W tej trudnej sytuacji ogród przejął Pan Aleksander Niweliński i z wrodzoną energią, doświadczeniem i ogromną znajomością rzeczy, rozpoczął proces stopniowych zmian, mających na celu powrót poznańskiego Zoo w szereg najlepszych. Niestety, w wyniku obojętnej postawy władz oraz wyraźnej wrogości niektórych radnych, posługujących się w tym celu nielicznymi, niezadowolonymi i bojącymi się jakichkolwiek zmian pracownikami, nie widzi możliwości kontynuowania swojej misji. Pan Aleksander Niweliński pozostanie przewodniczącym Rady Dyrektorów Polskich Ogrodów Zoologicznych i Akwariów, gdyż w pełni doceniamy Jego wkład w ich rozwój i mamy do Niego pełne zaufanie.
Wbrew opinii niektórych, wyraźnie niedoinformowanych radnych, nam, dyrektorom pozostałych ogrodów zoologicznych w Polsce, nie zależy na tym, by poznańskie zoo było słabe. Warto pamiętać, że ogrody zoologiczne nie konkurują, lecz ściśle ze sobą współpracują. Bardzo chcielibyśmy, by podobnie jak inne krajowe placówki poznańskie zoo rozwijało się, budowało nowe, wspaniałe obiekty i przyciągało coraz liczniejsze rzesze zwiedzających.
W przeciwnym razie, może mieć w najbliższej przyszłości spory problem by utrzymać pełne członkostwo w Europejskim Stowarzyszeniu Ogrodów Zoologicznych i stać się pierwszym i zapewne jedynym zoo w Polsce cofniętym do kategorii „kandydat na członka”. Jeśli w zadanym czasie sytuacja się nie poprawi, grozi mu także całkowita utrata członkostwa i prak-
tycznie koniec tej instytucji.

Żadne zoo w Europie nie może się rozwijać bez wsparcia, czy to finansowego, organizacyjnego, czy też promocyjnego ze strony miast i regionów. Władze tych miejsc już dawno zdały sobie sprawę, jak istotne korzyści odnoszą miasta z posiadania na swym terenie takich instytucji. Mamy nadzieję, że także nowe przecież władze Poznania docenią ogromny potencjał drzemiący w terenie Nowego ZOO, które może się stać prawdziwym magnesem dla turystyki, podobnie jak się to stało w Gdańsku, Opolu, Wrocławiu czy Zamościu.

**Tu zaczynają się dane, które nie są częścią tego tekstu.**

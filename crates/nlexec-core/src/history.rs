//! Persistence boundary: one record per processed query, write-only.

use crate::core_types::HistoryRecord;
use crate::errors::PipelineError;
use async_trait::async_trait;
use std::path::{Path, PathBuf};
use tokio::io::AsyncWriteExt;
use tokio::sync::Mutex;

#[async_trait]
pub trait HistorySink: Send + Sync {
    async fn record(&self, record: &HistoryRecord) -> Result<(), PipelineError>;
}

pub struct NoopHistorySink;

#[async_trait]
impl HistorySink for NoopHistorySink {
    async fn record(&self, _record: &HistoryRecord) -> Result<(), PipelineError> {
        Ok(())
    }
}

/// Appends records as JSON lines.
pub struct JsonlHistorySink {
    path: PathBuf,
    // Serializes appends from concurrent queries.
    lock: Mutex<()>,
}

impl JsonlHistorySink {
    pub fn new(path: impl Into<PathBuf>) -> Self {
        Self {
            path: path.into(),
            lock: Mutex::new(()),
        }
    }

    pub fn path(&self) -> &Path {
        &self.path
    }
}

#[async_trait]
impl HistorySink for JsonlHistorySink {
    async fn record(&self, record: &HistoryRecord) -> Result<(), PipelineError> {
        let mut line = serde_json::to_string(record)?;
        line.push('\n');

        let _guard = self.lock.lock().await;
        if let Some(parent) = self.path.parent().filter(|p| !p.as_os_str().is_empty()) {
            tokio::fs::create_dir_all(parent).await?;
        }
        let mut file = tokio::fs::OpenOptions::new()
            .create(true)
            .append(true)
            .open(&self.path)
            .await?;
        file.write_all(line.as_bytes()).await?;
        file.flush().await?;
        Ok(())
    }
}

Tylko rozwój Nowego ZOO zapewnia utrzymanie europejskich standardów hodowli zwierząt. Stare zoo, ze względu na swoją lokalizację i bardzo małą powierzchnię już nigdy nie będzie mogło powrócić do pełnej funkcji ogrodu zoologicznego. Rozmowy o odtworzeniu „wielkiego Starego ZOO” są mrzonką.

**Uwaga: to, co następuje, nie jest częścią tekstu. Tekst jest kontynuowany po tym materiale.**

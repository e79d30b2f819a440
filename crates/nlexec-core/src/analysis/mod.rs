//! Query analysis: structured intent from free-form request text.
//!
//! Analyzers are pure functions from text to a [`QueryAnalysis`] snapshot and
//! never fail. Anything they cannot classify comes back as a generic query
//! with whatever numbers were found.

mod heuristic;

pub use heuristic::HeuristicAnalyzer;

use crate::core_types::QueryAnalysis;

pub trait QueryAnalyzer: Send + Sync {
    fn analyze(&self, text: &str) -> QueryAnalysis;
}
// src/sandbox/docker.rs
use async_trait::async_trait;
use bollard::container::LogOutput;
use bollard::models::{ContainerCreateBody, HostConfig};
use bollard::query_parameters::{
    CreateContainerOptions as BollardCreateContainerOptionsQuery,
    CreateImageOptions as BollardCreateImageOptionsQuery,
    InspectContainerOptions as BollardInspectContainerOptionsQuery,
    KillContainerOptions as BollardKillContainerOptionsQuery,
    LogsOptions as BollardLogsOptionsQuery,
    RemoveContainerOptions as BollardRemoveContainerOptionsQuery,
    StartContainerOptions as BollardStartContainerOptionsQuery,
    WaitContainerOptions as BollardWaitContainerOptionsQuery,
};
use bollard::Docker;
use futures_util::stream::StreamExt;
use std::collections::HashMap;
use std::sync::Mutex;
use tempfile::TempDir;
use tokio::fs;
use tokio_util::sync::CancellationToken;
use uuid::Uuid;

use super::harness::{HarnessPayload, ARTIFACT_FILE, HARNESS_FILE, HARNESS_SOURCE, PAYLOAD_FILE};
use super::{RawRun, SandboxHandle, SandboxRuntime};
use crate::core_types::{CodeArtifact, ResourceLimits, SandboxBackend};
use crate::errors::SandboxError;

const CONTAINER_WORK_DIR: &str = "/sandbox";
const PIDS_LIMIT: i64 = 64;

struct Provisioned {
    container_id: String,
    // Bind-mounted into the container; removed with it.
    workspace: TempDir,
}

/// One short-lived container per execution, created at provision time and
/// started by `run`.
pub struct DockerRuntime {
    docker: Docker,
    image: String,
    containers: Mutex<HashMap<String, Provisioned>>,
}

impl DockerRuntime {
    pub fn new(image: String) -> Result<Self, SandboxError> {
        let docker = Docker::connect_with_local_defaults()?;
        Ok(Self {
            docker,
            image,
            containers: Mutex::new(HashMap::new()),
        })
    }

    pub fn live_sandboxes(&self) -> usize {
        self.containers.lock().map(|c| c.len()).unwrap_or(0)
    }

    fn container_id(&self, handle: &SandboxHandle) -> Result<String, SandboxError> {
        self.containers
            .lock()
            .map_err(|_| SandboxError::ProvisionFailed("container registry poisoned".to_string()))?
            .get(handle.id())
            .map(|p| p.container_id.clone())
            .ok_or_else(|| SandboxError::ForeignHandle(handle.id().to_string()))
    }

    async fn ensure_image(&self) -> Result<(), SandboxError> {
        if self.docker.inspect_image(&self.image).await.is_ok() {
            return Ok(());
        }
        log::info!("Pulling sandbox image {}", self.image);
        let mut pull = self.docker.create_image(
            Some(BollardCreateImageOptionsQuery {
                from_image: Some(self.image.clone()),
                ..Default::default()
            }),
            None,
            None,
        );
        while let Some(progress) = pull.next().await {
            progress?;
        }
        Ok(())
    }

    async fn collect_logs(&self, container_id: &str) -> Result<(String, String), SandboxError> {
        let mut output_stream = self.docker.logs(
            container_id,
            Some(BollardLogsOptionsQuery {
                stdout: true,
                stderr: true,
                ..Default::default()
            }),
        );
        let mut buffers = LogBuffers::default();
        while let Some(log_result) = output_stream.next().await {
            buffers.push(log_result?);
        }
        Ok(buffers.decode())
    }

    async fn kill(&self, container_id: &str) {
        if let Err(e) = self
            .docker
            .kill_container(container_id, None::<BollardKillContainerOptionsQuery>)
            .await
        {
            log::warn!("Failed to kill container {}: {}", container_id, e);
        }
    }
}

/// Frames may split a multi-byte character, so each stream is decoded once.
#[derive(Debug, Default)]
struct LogBuffers {
    stdout: Vec<u8>,
    stderr: Vec<u8>,
}

impl LogBuffers {
    fn push(&mut self, frame: LogOutput) {
        match frame {
            LogOutput::StdOut { message } => self.stdout.extend_from_slice(&message),
            LogOutput::StdErr { message } => self.stderr.extend_from_slice(&message),
            _ => {}
        }
    }

    fn decode(self) -> (String, String) {
        (
            String::from_utf8_lossy(&self.stdout).into_owned(),
            String::from_utf8_lossy(&self.stderr).into_owned(),
        )
    }
}

#[async_trait]
impl SandboxRuntime for DockerRuntime {
    fn backend(&self) -> SandboxBackend {
        SandboxBackend::Docker
    }

    async fn provision(
        &self,
        limits: &ResourceLimits,
        network_enabled: bool,
    ) -> Result<SandboxHandle, SandboxError> {
        self.ensure_image().await?;

        let workspace = tempfile::Builder::new().prefix("nlexec-").tempdir()?;
        let host_dir = workspace
            .path()
            .to_str()
            .ok_or_else(|| SandboxError::ProvisionFailed("Invalid temp path".to_string()))?
            .to_string();
        let id = Uuid::new_v4().to_string();

        let options = Some(BollardCreateContainerOptionsQuery {
            name: Some(format!("nlexec-{}", id)),
            ..Default::default()
        });
        let memory = (limits.memory_mb * 1024 * 1024) as i64;
        let config = ContainerCreateBody {
            image: Some(self.image.clone()),
            cmd: Some(vec![
                "python".to_string(),
                "-I".to_string(),
                "-B".to_string(),
                format!("{}/{}", CONTAINER_WORK_DIR, HARNESS_FILE),
                format!("{}/{}", CONTAINER_WORK_DIR, ARTIFACT_FILE),
                format!("{}/{}", CONTAINER_WORK_DIR, PAYLOAD_FILE),
            ]),
            working_dir: Some(CONTAINER_WORK_DIR.to_string()),
            network_disabled: Some(!network_enabled),
            host_config: Some(HostConfig {
                binds: Some(vec![format!("{}:{}", host_dir, CONTAINER_WORK_DIR)]),
                memory: Some(memory),
                memory_swap: Some(memory),
                nano_cpus: Some((limits.cpu * 1e9) as i64),
                pids_limit: Some(PIDS_LIMIT),
                network_mode: (!network_enabled).then(|| "none".to_string()),
                security_opt: Some(vec!["no-new-privileges".to_string()]),
                ..Default::default()
            }),
            attach_stdout: Some(true),
            attach_stderr: Some(true),
            ..Default::default()
        };

        let container = self.docker.create_container(options, config).await?;
        log::debug!("Created container {} for sandbox {}", container.id, id);
        let workspace_path = workspace.path().to_path_buf();
        self.containers
            .lock()
            .map_err(|_| SandboxError::ProvisionFailed("container registry poisoned".to_string()))?
            .insert(
                id.clone(),
                Provisioned {
                    container_id: container.id,
                    workspace,
                },
            );
        Ok(SandboxHandle::new(
            id,
            SandboxBackend::Docker,
            *limits,
            network_enabled,
            workspace_path,
        ))
    }

    async fn run(
        &self,
        handle: &SandboxHandle,
        artifact: &CodeArtifact,
        payload: &HarnessPayload,
        cancel: &CancellationToken,
    ) -> Result<RawRun, SandboxError> {
        let container_id = self.container_id(handle)?;
        let workspace = handle.workspace();
        fs::write(workspace.join(HARNESS_FILE), HARNESS_SOURCE).await?;
        fs::write(workspace.join(ARTIFACT_FILE), &artifact.source_text).await?;
        fs::write(workspace.join(PAYLOAD_FILE), serde_json::to_vec(payload)?).await?;

        self.docker
            .start_container(&container_id, None::<BollardStartContainerOptionsQuery>)
            .await?;

        let mut raw = RawRun::default();
        let mut wait_stream = self
            .docker
            .wait_container(&container_id, None::<BollardWaitContainerOptionsQuery>);
        let wait_outcome = tokio::select! {
            res = wait_stream.next() => Some(res),
            _ = tokio::time::sleep(handle.limits().wall_clock_timeout) => {
                log::warn!("Execution timed out for container {}", container_id);
                raw.timed_out = true;
                None
            }
            _ = cancel.cancelled() => {
                log::info!("Sandbox {} cancelled; killing container", handle.id());
                raw.cancelled = true;
                None
            }
        };
        drop(wait_stream);

        match wait_outcome {
            Some(Some(Ok(response))) => raw.exit_code = Some(response.status_code),
            // Non-zero exits arrive as wait errors.
            Some(Some(Err(bollard::errors::Error::DockerContainerWaitError { code, .. }))) => {
                raw.exit_code = Some(code)
            }
            Some(Some(Err(e))) => return Err(SandboxError::BollardError(e)),
            Some(None) => {
                return Err(SandboxError::ProvisionFailed(
                    "Container wait stream ended unexpectedly".to_string(),
                ))
            }
            None => self.kill(&container_id).await,
        }

        let state = self
            .docker
            .inspect_container(&container_id, None::<BollardInspectContainerOptionsQuery>)
            .await?
            .state;
        raw.oom_killed = state.and_then(|s| s.oom_killed).unwrap_or(false);

        let (stdout, stderr) = self.collect_logs(&container_id).await?;
        raw.stdout = stdout;
        raw.stderr = stderr;
        Ok(raw)
    }

    async fn teardown(&self, handle: SandboxHandle) -> Result<(), SandboxError> {
        let provisioned = self
            .containers
            .lock()
            .map_err(|_| SandboxError::ProvisionFailed("container registry poisoned".to_string()))?
            .remove(handle.id())
            .ok_or_else(|| SandboxError::ForeignHandle(handle.id().to_string()))?;
        let removed = self
            .docker
            .remove_container(
                &provisioned.container_id,
                Some(BollardRemoveContainerOptionsQuery {
                    force: true,
                    ..Default::default()
                }),
            )
            .await;
        provisioned.workspace.close()?;
        removed?;
        Ok(())
    }
}

#[cfg(test)]
mod tests {
    use super::*;
    use crate::sandbox::SandboxExecutor;
    use crate::core_types::{ArtifactOrigin, ExecutionRequest, ExitReason};
    use crate::deps::ImportTable;
    use std::sync::Arc;
    use std::time::Duration;

    fn request(source: &str, timeout: u64) -> ExecutionRequest {
        ExecutionRequest {
            code_artifact: CodeArtifact {
                source_text: source.to_string(),
                entry_point_name: "main".to_string(),
                parameters: Vec::new(),
                description: String::new(),
                origin: ArtifactOrigin::Provided,
            },
            resource_limits: ResourceLimits {
                wall_clock_timeout: Duration::from_secs(timeout),
                ..Default::default()
            },
            network_enabled: false,
            arguments: Default::default(),
        }
    }

    #[test]
    fn test_split_utf8_frames_decode_intact() {
        let text = "zażółć\n".as_bytes();
        let mut buffers = LogBuffers::default();
        buffers.push(LogOutput::StdOut { message: text[..3].to_vec().into() });
        buffers.push(LogOutput::StdErr { message: b"warn\n".to_vec().into() });
        buffers.push(LogOutput::StdOut { message: text[3..].to_vec().into() });
        buffers.push(LogOutput::StdOut { message: vec![0xff].into() });
        let (stdout, stderr) = buffers.decode();
        assert_eq!(stdout, "zażółć\n\u{fffd}");
        assert_eq!(stderr, "warn\n");
    }

    #[tokio::test]
    #[ignore] // Requires Docker daemon
    async fn test_docker_runs_and_removes_container() {
        let runtime = Arc::new(DockerRuntime::new("python:3.11-slim".to_string()).unwrap());
        let executor = SandboxExecutor::new(runtime.clone(), Arc::new(ImportTable::standard()));

        let result = executor
            .execute(&request("def main():\n    return 2 + 2\n", 30), &CancellationToken::new())
            .await;
        assert!(result.success, "{:?}", result);
        assert_eq!(result.return_value, Some(serde_json::json!(4)));
        assert_eq!(runtime.live_sandboxes(), 0);
    }

    #[tokio::test]
    #[ignore] // Requires Docker daemon
    async fn test_docker_timeout() {
        let runtime = Arc::new(DockerRuntime::new("python:3.11-slim".to_string()).unwrap());
        let executor = SandboxExecutor::new(runtime.clone(), Arc::new(ImportTable::standard()));

        let result = executor
            .execute(&request("def main():\n    while True:\n        pass\n", 2), &CancellationToken::new())
            .await;
        assert_eq!(result.exit_reason, ExitReason::Timeout);
        assert_eq!(runtime.live_sandboxes(), 0);
    }
}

Jeszcze raz zwracamy się do Pana Prezydenta i Radnych Poznania by poważnie przyjrzeli się sytuacji poznańskiego zoo na tle innych krajowych i europejskich ogrodów i podjęli właściwe, niezależne od niewybrednych ataków desperatów, dyletantów i niektórych, nielicznych polityków, decyzje dotyczące jego dalszych losów. Jesteśmy gotowi spotkać się z pa-
nem Prezydentem, by przedstawić szerzej nasze racje.”